Dua Orang Muda Jalan Kaki Berhari-Hari dari Kabupaten Intan Jaya Demi Mengikuti PYD di Nabire - Odiyaiwuu.com | Membahagiakan Kehidupan

Dua Orang Muda Jalan Kaki Berhari-Hari dari Kabupaten Intan Jaya Demi Mengikuti PYD di Nabire

Malek Ugipa dan Melkiana Dendegau, orang muda Katolik asal Paroki Santo Petrus Mbugulo, Dekanat Moni-Puncak Jaya, Keuskupan Timika. Keduanya nekat berjalan berhari-hari meninggalkan kampung halamannya menuju Nabire, kota Provinsi Papua Tengah mengikuti PYD II di Gereja Kristus Sahabat (KSK) Nabire, Dekanat Teluk Cenderawasih, Keuskupan Timika, Papua. Sumber foto: keuskupanagats.or.id

Loading

SUGAPA, ODIYAIWUU.com — Dua orang muda asal Kabupaten Intan Jaya, Malek Ugipa dan Melkiana Dendegau nekat berjalan berhari-hari meninggalkan kampung halamannya menuju Nabire, kota Provinsi Papua Tengah.

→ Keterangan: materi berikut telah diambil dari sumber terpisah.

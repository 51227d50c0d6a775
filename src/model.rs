//! Playlist data model (spec §3).
//!
//! Snapshots are immutable and shared by reference: [`Snapshot`] is an
//! `Arc<SnapshotData>`, so "did the reconciler produce a new snapshot or
//! hand back the old one" is answered with `Arc::ptr_eq`, exactly as
//! spec.md §4.5 describes ("newSnapshot != oldSnapshot (reference
//! inequality, which means loaded was newer)").

use std::collections::HashMap;
use std::sync::Arc;

use url::Url;

/// `EXT-X-PLAYLIST-TYPE` value, or its absence (ordinary live playlist).
#[derive(Debug, Clone, Copy, PartialEq, Eq)]
pub enum PlaylistKind {
    Event,
    Vod,
    Live,
}

/// One entry of `segments` in a media playlist snapshot.
#[derive(Debug, Clone, PartialEq, Eq)]
pub struct SegmentInfo {
    pub relative_start_time_us: u64,
    pub duration_us: u64,
    pub relative_discontinuity_sequence: i64,
}

/// One low-latency "part" trailing the last full segment.
#[derive(Debug, Clone, Copy, PartialEq, Eq)]
pub struct TrailingPart {
    pub is_preload: bool,
    pub duration_us: u64,
}

/// `EXT-X-SERVER-CONTROL` attributes. Every time field may be unset.
#[derive(Debug, Clone, Copy, PartialEq, Eq, Default)]
pub struct ServerControl {
    pub can_block_reload: bool,
    pub can_skip_date_ranges: bool,
    pub skip_until_us: Option<u64>,
    pub hold_back_us: Option<u64>,
    pub part_hold_back_us: Option<u64>,
}

/// One entry of `EXT-X-RENDITION-REPORT`: a peer playlist's last-known tip.
#[derive(Debug, Clone, Copy, PartialEq, Eq)]
pub struct RenditionReport {
    pub last_media_sequence: u64,
    pub last_part_index: Option<u64>,
}

/// An immutable, parsed media playlist plus derived timing.
///
/// Always accessed through [`Snapshot`] (an `Arc` of this type) so identity
/// comparisons are cheap and meaningful.
#[derive(Debug, Clone, PartialEq)]
pub struct SnapshotData {
    pub media_sequence: u64,
    pub discontinuity_sequence: u32,
    pub target_duration_us: u64,
    pub part_target_duration_us: Option<u64>,
    pub start_time_us: u64,
    pub duration_us: u64,
    pub has_end_tag: bool,
    pub has_program_date_time: bool,
    pub has_discontinuity_sequence: bool,
    pub playlist_type: PlaylistKind,
    pub segments: Vec<SegmentInfo>,
    pub trailing_parts: Vec<TrailingPart>,
    pub server_control: ServerControl,
    pub rendition_reports: HashMap<Url, RenditionReport>,
}

/// Shared handle to an immutable snapshot. Cloning is an `Arc` clone.
pub type Snapshot = Arc<SnapshotData>;

impl SnapshotData {
    /// `old.endTimeUs` in spec.md §4.4: the end of the last segment.
    pub fn end_time_us(&self) -> u64 {
        match self.segments.last() {
            Some(last) => self
                .start_time_us
                .saturating_add(last.relative_start_time_us)
                .saturating_add(last.duration_us),
            None => self.start_time_us,
        }
    }

    /// `copyWith(startTimeUs, discontinuitySequence)` (spec.md §3): a new
    /// snapshot with those two derived fields overridden.
    pub fn copy_with(&self, start_time_us: u64, discontinuity_sequence: u32) -> Snapshot {
        Arc::new(SnapshotData {
            start_time_us,
            discontinuity_sequence,
            ..self.clone()
        })
    }

    /// `copyWithEndTag()` (spec.md §3): same snapshot, `hasEndTag = true`.
    pub fn copy_with_end_tag(&self) -> Snapshot {
        Arc::new(SnapshotData {
            has_end_tag: true,
            ..self.clone()
        })
    }

    /// `isNewerThan(other)` (spec.md §3): mediaSequence, then segment
    /// count, then trailing-parts count. A `None` `other` (first load for
    /// this URL) is always older.
    pub fn is_newer_than(&self, other: Option<&SnapshotData>) -> bool {
        let Some(other) = other else {
            return true;
        };
        if self.media_sequence != other.media_sequence {
            return self.media_sequence > other.media_sequence;
        }
        if self.segments.len() != other.segments.len() {
            return self.segments.len() > other.segments.len();
        }
        self.trailing_parts.len() > other.trailing_parts.len()
    }
}

/// One entry of the multivariant playlist's `variants` list. Ordering
/// defines fallback priority (spec.md §3).
#[derive(Debug, Clone, PartialEq, Eq)]
pub struct VariantDescriptor {
    pub url: Url,
}

/// A parsed multivariant (master) playlist, immutable once loaded.
#[derive(Debug, Clone)]
pub struct MultivariantPlaylist {
    pub base_uri: Url,
    pub variants: Vec<VariantDescriptor>,
    /// All media-playlist URIs (variants + alternate renditions), in
    /// first-seen order, deduplicated.
    pub media_playlist_urls: Vec<Url>,
}

impl MultivariantPlaylist {
    /// A single-variant multivariant synthesized when `start(...)`'s URI
    /// turns out to address a media playlist directly (spec.md §4.6).
    pub fn single_variant(url: Url) -> Self {
        Self {
            base_uri: url.clone(),
            variants: vec![VariantDescriptor { url: url.clone() }],
            media_playlist_urls: vec![url],
        }
    }
}

#[cfg(test)]
mod tests {
    use super::*;

    fn empty_snapshot(media_sequence: u64, segment_count: usize, part_count: usize) -> SnapshotData {
        SnapshotData {
            media_sequence,
            discontinuity_sequence: 0,
            target_duration_us: 6_000_000,
            part_target_duration_us: None,
            start_time_us: 0,
            duration_us: 0,
            has_end_tag: false,
            has_program_date_time: false,
            has_discontinuity_sequence: false,
            playlist_type: PlaylistKind::Live,
            segments: vec![
                SegmentInfo {
                    relative_start_time_us: 0,
                    duration_us: 0,
                    relative_discontinuity_sequence: 0,
                };
                segment_count
            ],
            trailing_parts: vec![
                TrailingPart {
                    is_preload: false,
                    duration_us: 0
                };
                part_count
            ],
            server_control: ServerControl::default(),
            rendition_reports: HashMap::new(),
        }
    }

    #[test]
    fn newer_when_no_prior_snapshot() {
        let s = empty_snapshot(5, 1, 0);
        assert!(s.is_newer_than(None));
    }

    #[test]
    fn newer_by_media_sequence() {
        let old = empty_snapshot(5, 3, 0);
        let new = empty_snapshot(6, 1, 0);
        assert!(new.is_newer_than(Some(&old)));
        assert!(!old.is_newer_than(Some(&new)));
    }

    #[test]
    fn newer_by_segment_count_when_sequence_ties() {
        let old = empty_snapshot(5, 3, 0);
        let new = empty_snapshot(5, 4, 0);
        assert!(new.is_newer_than(Some(&old)));
        assert!(!old.is_newer_than(Some(&new)));
    }

    #[test]
    fn newer_by_trailing_parts_when_everything_else_ties() {
        let old = empty_snapshot(5, 3, 1);
        let new = empty_snapshot(5, 3, 2);
        assert!(new.is_newer_than(Some(&old)));
        assert!(!old.is_newer_than(Some(&new)));
    }

    #[test]
    fn copy_with_preserves_identity_semantics() {
        let original = Arc::new(empty_snapshot(5, 3, 0));
        let copy = original.copy_with(42, 7);
        assert_eq!(copy.start_time_us, 42);
        assert_eq!(copy.discontinuity_sequence, 7);
        assert!(!Arc::ptr_eq(&original, &copy));
    }

    #[test]
    fn copy_with_end_tag_sets_flag_only() {
        let original = Arc::new(empty_snapshot(5, 3, 0));
        let copy = original.copy_with_end_tag();
        assert!(copy.has_end_tag);
        assert_eq!(copy.media_sequence, original.media_sequence);
    }

    #[test]
    fn end_time_sums_start_and_last_segment() {
        let mut snap = empty_snapshot(0, 0, 0);
        snap.start_time_us = 1_000;
        snap.segments.push(SegmentInfo {
            relative_start_time_us: 2_000,
            duration_us: 500,
            relative_discontinuity_sequence: 0,
        });
        assert_eq!(snap.end_time_us(), 3_500);
    }
}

Di tengah bayang-bayang konflik yang melanda wilayah pegunungan Papua, termasuk Intan Jaya, ada secercah harapan yang menyala dalam hati Malek dan Melkiana, dua orang muda Katolik (OMK), dari Paroki Santo Petrus Mbugulo, Dekanat Moni-Puncak Jaya, Keuskupan Timika, Papua.

Keduanya menggantung asa menjulang lalu meredam rasa takut, lelah, dan ancaman bahaya yang mungkin mengintai demi mengikuti Papua Youth Day (PYD) II Keuskupan Se-Regio Papua di Gereja Kristus Sahabat (KSK) Nabire, Dekanat Teluk Cenderawasih, Keuskupan Timika, Papua. 

Uskup Timika Mgr Dr Bernardus Bofitwos Baru, OSA, Kamis (3/7) memimpin Perayaan Misa Syukur Pembukaan Papua Youth Day (PYD) di Gereja Kristus Sahabat (KSK) Nabire yang dihadiri 600 orang peserta dari  Keuskupan Se-Regio Papua II.

“Di tengah situasi daerah yang tak menentu akibat konflik bersenjata, tidak semua OMK bisa hadir. Hanya mereka yang siap dan berani yang diutus mewakili setiap paroki,” ujar Petrus Letsoin dalam postingannya mengutip situs resmi Keuskupan Agats-Asmat, keuskupanagats.or.id, Jumat (4/7). 

Beberapa OMK dari daerah lain dapat menempuh perjalanan dengan pesawat melalui Nabire atau transit di Timika. Namun, bagi Malek dan Melkiana, tidak ada kemudahan itu. Mereka harus menempuh jalur yang tidak semua orang berani melaluinya.

Pada suatu pagi yang cerah, pukul 10.00 WIT, Malek dan Melkiana melangkah meninggalkan kampung halaman mereka, Mbugulo, membawa hanya tas kecil berisi pakaian, rosario, dan semangat yang besar untuk bertemu rekan-rekan sesama OMK seluruh Papua di Nabire. 

“Mereka berjalan kaki menembus hutan belantara, melewati medan yang terjal, lembah, dan jurang tanpa ada kendaraan atau pengamanan,” kata Petrus lebih lanjut. 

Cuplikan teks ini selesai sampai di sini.